28.03.11 | J’AIME L’INFO est une plateforme de dons pour la presse en ligne initiée par Rue89. Développée grâce à une subvention du secrétariat d’Etat à l’économie numérique, la plateforme est aujourd’hui gérée par une association indépendante fondée par le Syndicat de la presse indépendante d’information en ligne (SPIIL) et présidée par Laurent Mauriac, l’un des journalistes fondateurs de Rue89 venus de Libération.
Retenus par un comité d’évaluation composé de journalistes, les sites et blogs le sont sur des critères de qualité et de professionnalisme : information originale, sources vérifiées, production régulière [1]... A son lancement lundi 28 mars 2011, la plateforme comptait 77 éditeurs dont nous-même Louvre pour tous, le seul site présent pour l’instant dans le domaine du patrimoine et des musées.

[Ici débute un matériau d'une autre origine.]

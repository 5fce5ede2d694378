//! CSV dataset loading.
//!
//! Reads the holdings and trades files named in `[data]` into core
//! [`Table`]s. The first record is the header. Empty cells and NA tokens
//! (`NA`, `N/A`, `null`, `NaN`, ...) become nulls, cells parsing as finite
//! floats become numbers, everything else is kept as text. Ragged rows are
//! accepted and padded with nulls.
//!
//! A missing or unreadable file is a startup error; the caller never sees
//! a partially loaded [`Datasets`].

use anyhow::{Context, Result};
use std::path::Path;

use portfolio_rag_core::table::{Cell, Datasets, Table};

use crate::config::DataConfig;

/// Load both tables.
pub fn load_datasets(config: &DataConfig) -> Result<Datasets> {
    let holdings = load_table(&config.holdings)?;
    let trades = load_table(&config.trades)?;
    tracing::info!(
        holdings = holdings.len(),
        trades = trades.len(),
        "Loaded datasets"
    );
    Ok(Datasets { holdings, trades })
}

/// Load one CSV file into a [`Table`].
pub fn load_table(path: &Path) -> Result<Table> {
    if !path.exists() {
        anyhow::bail!("Data file not found: {}", path.display());
    }

    let mut reader = csv::ReaderBuilder::new()
        .has_headers(true)
        .flexible(true)
        .trim(csv::Trim::Headers)
        .from_path(path)
        .with_context(|| format!("Failed to open data file: {}", path.display()))?;

    let columns: Vec<String> = reader
        .headers()
        .with_context(|| format!("Failed to read header of {}", path.display()))?
        .iter()
        .map(str::to_string)
        .collect();

    let mut rows = Vec::new();
    for (i, record) in reader.records().enumerate() {
        let record =
            record.with_context(|| format!("Failed to read row {} of {}", i, path.display()))?;
        rows.push(record.iter().map(Cell::parse).collect());
    }

    tracing::debug!(path = %path.display(), columns = columns.len(), rows = rows.len(), "Loaded table");
    Ok(Table::new(columns, rows))
}

#[cfg(test)]
mod tests {
    use super::*;
    use std::fs;
    use tempfile::TempDir;

    fn write(dir: &TempDir, name: &str, content: &str) -> std::path::PathBuf {
        let path = dir.path().join(name);
        fs::write(&path, content).unwrap();
        path
    }

    #[test]
    fn test_load_table_types_cells() {
        let dir = TempDir::new().unwrap();
        let path = write(
            &dir,
            "holdings.csv",
            "symbol,quantity,value,note\nAAPL,10,1500.5,\nMSFT, 3 ,900,core position\n",
        );
        let table = load_table(&path).unwrap();

        assert_eq!(table.columns(), &["symbol", "quantity", "value", "note"]);
        assert_eq!(table.len(), 2);
        assert_eq!(table.cell(0, 0), &Cell::Text("AAPL".to_string()));
        assert_eq!(table.cell(0, 2), &Cell::Number(1500.5));
        assert!(table.cell(0, 3).is_null());
        assert_eq!(table.cell(1, 1), &Cell::Number(3.0));
        assert_eq!(table.cell(1, 3), &Cell::Text("core position".to_string()));
    }

    #[test]
    fn test_inf_symbol_survives_materialization() {
        let dir = TempDir::new().unwrap();
        let path = write(&dir, "holdings.csv", "symbol,value\nINF,250\nInfinity,NA\n");
        let table = load_table(&path).unwrap();
        assert_eq!(table.cell(0, 0), &Cell::Text("INF".to_string()));
        assert!(table.cell(1, 1).is_null());

        let docs = portfolio_rag_core::materialize::materialize(&table, "holdings.csv");
        assert_eq!(docs[0].content, "FILE: holdings.csv | ROW: 0 | symbol=INF | value=250");
        assert_eq!(docs[1].content, "FILE: holdings.csv | ROW: 1 | symbol=Infinity");
    }

    #[test]
    fn test_load_table_pads_short_rows() {
        let dir = TempDir::new().unwrap();
        let path = write(&dir, "trades.csv", "symbol,quantity,price\nAAPL,5\n");
        let table = load_table(&path).unwrap();
        assert_eq!(table.len(), 1);
        assert!(table.cell(0, 2).is_null());
    }

    #[test]
    fn test_load_table_quoted_fields() {
        let dir = TempDir::new().unwrap();
        let path = write(&dir, "trades.csv", "symbol,memo\nAAPL,\"bought, then held\"\n");
        let table = load_table(&path).unwrap();
        assert_eq!(table.cell(0, 1), &Cell::Text("bought, then held".to_string()));
    }

    #[test]
    fn test_header_only_file_is_empty() {
        let dir = TempDir::new().unwrap();
        let path = write(&dir, "trades.csv", "symbol,quantity\n");
        let table = load_table(&path).unwrap();
        assert!(table.is_empty());
        assert_eq!(table.columns().len(), 2);
    }

    #[test]
    fn test_missing_file_fails() {
        let dir = TempDir::new().unwrap();
        let err = load_table(&dir.path().join("nope.csv")).unwrap_err();
        assert!(err.to_string().contains("Data file not found"));
    }

    #[test]
    fn test_load_datasets() {
        let dir = TempDir::new().unwrap();
        let config = DataConfig {
            holdings: write(&dir, "holdings.csv", "symbol,value\nAAPL,10\n"),
            trades: write(&dir, "trades.csv", "symbol,quantity\nAAPL,1\nAAPL,2\n"),
        };
        let datasets = load_datasets(&config).unwrap();
        assert_eq!(datasets.holdings.len(), 1);
        assert_eq!(datasets.trades.len(), 2);
        assert_eq!(datasets.total_rows(), 3);
    }
}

Lectrices et lecteurs internautes, grâce à J’aime l’info, vous pouvez effectuer un don en toute sécurité, même minime (3€ minimum), au site de votre choix - nous c’est ici :) -, ponctuellement ou mensuellement, sous votre nom ou anonymement. 10% du montant des dons reviendront à l’association J’aime l’info pour son fonctionnement. En soutenant la presse en ligne, vous contribuerez au développement sur Internet d’un journalisme de qualité et participerez au pluralisme de l’information.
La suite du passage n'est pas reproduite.